Sexueller Kindesmissbrauch: Das ist immer Verbrechen, meist gefolgt von
Schweigen. Wenn wir das Verbrechen "[...] unsichtbar machen oder geheimhalten können, dann müssen wir uns
nicht damit beschäftigen." - so glauben wir, glaubt der Ire Colm O´Gorman. Aber dieses Schweigen hat
Opfer. Worüber O´Gorman als Autor nicht mehr schweigt, ist, worüber er in
"Beyond belief" schreibt - das hat er selbst erfahren: den
Missbrauch in seiner Kindheit und Jugend, vor allem durch den
römisch-katholischen Provinz-Priester Seán Fortune, der sich 1999, in
Gerichtsverhandlungen verwickelt, aller Verantwortung entzog und
suizidierte. Gegen ihn standen 66 Anklagepunkte bezüglich sexuellen
Missbrauchs an 29 Jungen. Die Kirche hat ihn - wie so viele andere perverse
Übeltäter - über Jahre gedeckt; sie hat sich im Unsichtbarmachen und
Geheimhalten geübt und so mitverschuldet, dass weitere Kinder geopfert
wurden, obwohl längst konkrete Beschwerden vorlagen. Was haben die Opfer
heute davon, wenn sich der katholische Oberhirte wenigstens zu
entschuldigenden Worten hinreißen lässt?
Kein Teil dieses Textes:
//! Error types for the core library.

use std::fmt;

use thiserror::Error;

use crate::account::CredentialError;

/// Errors that can occur in core operations.
#[derive(Debug, Error)]
pub enum Error {
    /// IMAP operation failed.
    #[error("IMAP error: {0}")]
    Imap(#[from] mailkeep_imap::Error),

    /// POP3 operation failed.
    #[error("POP3 error: {0}")]
    Pop3(#[from] mailkeep_pop3::Error),

    /// SMTP operation failed.
    #[error("SMTP error: {0}")]
    Smtp(#[from] mailkeep_smtp::Error),

    /// Message parsing or composition failed.
    #[error("Message error: {0}")]
    Mime(#[from] mailkeep_mime::Error),

    /// Database operation failed.
    #[error("Database error: {0}")]
    Database(#[from] sqlx::Error),

    /// Serialization/deserialization error.
    #[error("Serialization error: {0}")]
    Serialization(#[from] serde_json::Error),

    /// I/O error.
    #[error("I/O error: {0}")]
    Io(#[from] std::io::Error),

    /// Credential storage error.
    #[error("Credential error: {0}")]
    Credential(#[from] CredentialError),

    /// Every connection attempt allowed by the retry policy failed.
    #[error("server not responding")]
    ServerNotResponding,

    /// Account not found.
    #[error("Account not found: {0}")]
    AccountNotFound(String),

    /// Configuration error.
    #[error("Configuration error: {0}")]
    Config(String),
}

/// Broad failure categories shared by every layer.
#[derive(Debug, Clone, Copy, PartialEq, Eq, Hash)]
pub enum ErrorKind {
    /// The connection could not be opened or was lost.
    ConnectionFailed,
    /// The server rejected the credentials, or none are stored.
    AuthenticationFailed,
    /// The server answered with something unexpected.
    InvalidResponse,
    /// An operation ran out of time.
    Timeout,
    /// A POP3 message number does not exist.
    MessageNotFound,
    /// An SMTP recipient was refused.
    RecipientRejected,
    /// A message was composed without recipients.
    MissingRecipient,
    /// An address is not `local@domain`.
    InvalidAddress,
    /// A message could not be parsed.
    ParseError,
    /// The local cache failed.
    DatabaseError,
    /// Retries were exhausted.
    ServerNotResponding,
    /// The credential store failed.
    Credential,
    /// Missing account or bad configuration.
    Configuration,
    /// Local filesystem failure.
    Io,
}

impl Error {
    /// Maps the error onto its [`ErrorKind`].
    #[must_use]
    pub const fn kind(&self) -> ErrorKind {
        match self {
            Self::Imap(e) => protocol_kind(e.is_timeout(), e.is_authentication(), e.is_connection()),
            Self::Pop3(mailkeep_pop3::Error::MessageNotFound(_)) => ErrorKind::MessageNotFound,
            Self::Pop3(e) => protocol_kind(e.is_timeout(), e.is_authentication(), e.is_connection()),
            Self::Smtp(mailkeep_smtp::Error::RecipientRejected(_)) => ErrorKind::RecipientRejected,
            Self::Smtp(mailkeep_smtp::Error::NoRecipients) => ErrorKind::MissingRecipient,
            Self::Smtp(e) => protocol_kind(e.is_timeout(), e.is_authentication(), e.is_connection()),
            Self::Mime(mailkeep_mime::Error::MissingRecipient) => ErrorKind::MissingRecipient,
            Self::Mime(mailkeep_mime::Error::InvalidAddress(_)) => ErrorKind::InvalidAddress,
            Self::Mime(_) => ErrorKind::ParseError,
            Self::Database(_) | Self::Serialization(_) => ErrorKind::DatabaseError,
            Self::Io(_) => ErrorKind::Io,
            Self::Credential(CredentialError::NotFound(_)) => ErrorKind::AuthenticationFailed,
            Self::Credential(_) => ErrorKind::Credential,
            Self::ServerNotResponding => ErrorKind::ServerNotResponding,
            Self::AccountNotFound(_) | Self::Config(_) => ErrorKind::Configuration,
        }
    }

    /// Returns true if the server could not be reached or stopped answering.
    ///
    /// Messages that fail to send for these reasons are kept for a later
    /// attempt.
    #[must_use]
    pub const fn is_connection_class(&self) -> bool {
        matches!(
            self.kind(),
            ErrorKind::ConnectionFailed | ErrorKind::Timeout | ErrorKind::ServerNotResponding
        )
    }
}

const fn protocol_kind(timeout: bool, authentication: bool, connection: bool) -> ErrorKind {
    if timeout {
        ErrorKind::Timeout
    } else if authentication {
        ErrorKind::AuthenticationFailed
    } else if connection {
        ErrorKind::ConnectionFailed
    } else {
        ErrorKind::InvalidResponse
    }
}

impl fmt::Display for ErrorKind {
    fn fmt(&self, f: &mut fmt::Formatter<'_>) -> fmt::Result {
        let text = match self {
            Self::ConnectionFailed => "connection failed",
            Self::AuthenticationFailed => "authentication failed",
            Self::InvalidResponse => "invalid response",
            Self::Timeout => "timed out",
            Self::MessageNotFound => "message not found",
            Self::RecipientRejected => "recipient rejected",
            Self::MissingRecipient => "missing recipient",
            Self::InvalidAddress => "invalid address",
            Self::ParseError => "parse error",
            Self::DatabaseError => "database error",
            Self::ServerNotResponding => "server not responding",
            Self::Credential => "credential store error",
            Self::Configuration => "configuration error",
            Self::Io => "I/O error",
        };
        f.write_str(text)
    }
}

/// Result type alias using our Error type.
pub type Result<T> = std::result::Result<T, Error>;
Eine solche Kirche ist wahrhaft
"Beyond belief"...
Colm O´Gorman hätte ein gewöhnlicher irischer Junge seiner Zeit sein
können. Aber schon, als er etwa fünf Jahre alt war, zogen sich die dunklen
Wolken der Perversion über ihm zusammen, um ihn in einem
Missbrauchsgewitter zu zerreißen. Seine Erinnerungen sind vage. Was
versteht ein Kind in solchen Situationen davon, was mit ihm geschieht? Es
kann es noch nicht verstehen, es hat keine Worte, um davon zu sprechen. Es
wird aus diesem Universum gestoßen, um als Gespenst wiederzukehren... Wer
sieht dann dieses Kind, wie es leidet? Wer kann seine stummen Schreie
hören? Zu oft: Niemand!
Bald dreißig Jahre nach dem ersten Missbrauch erinnert sich O´Gormans
Mutter: "... Du warst (an diesem Tag, Anm.) so verängstigt, so bleich und
geschockt" - "das muss gewesen sein, als es Dir das erste Mal geschah.". Aber es war damals, als hätte sie nichts gesehen, als wäre die Welt heil
- vielleicht nur, weil sie es sein musste. Und so blieb ihr Kind ohne
Hilfe.
O´Gorman beschreibt die Mechanismen des Missbrauchs: Hilfe war das Wort, in
das Seán Fortune seine Taten kleidete. Fortune hilft O´Gorman... Diese
Hilfe ist ein Auslöschen, eine Verkehrung der Wörter, Bedeutungen - eine
bösartige, existentielle Verwirrung. Er degradiert den Jungen zu einem
Objekt, das er seinem kranken Willen wieder und wieder unterwirft. Er
benutzt und beschädigt ihn. Und als er ihm zu alt (er war um die 17 Jahre)
und dick geworden ist, bietet er ihm Geld, ihm einen Jüngeren zuzuführen,
damit er auch diesen als Objekt benutzen und beschädigen kann.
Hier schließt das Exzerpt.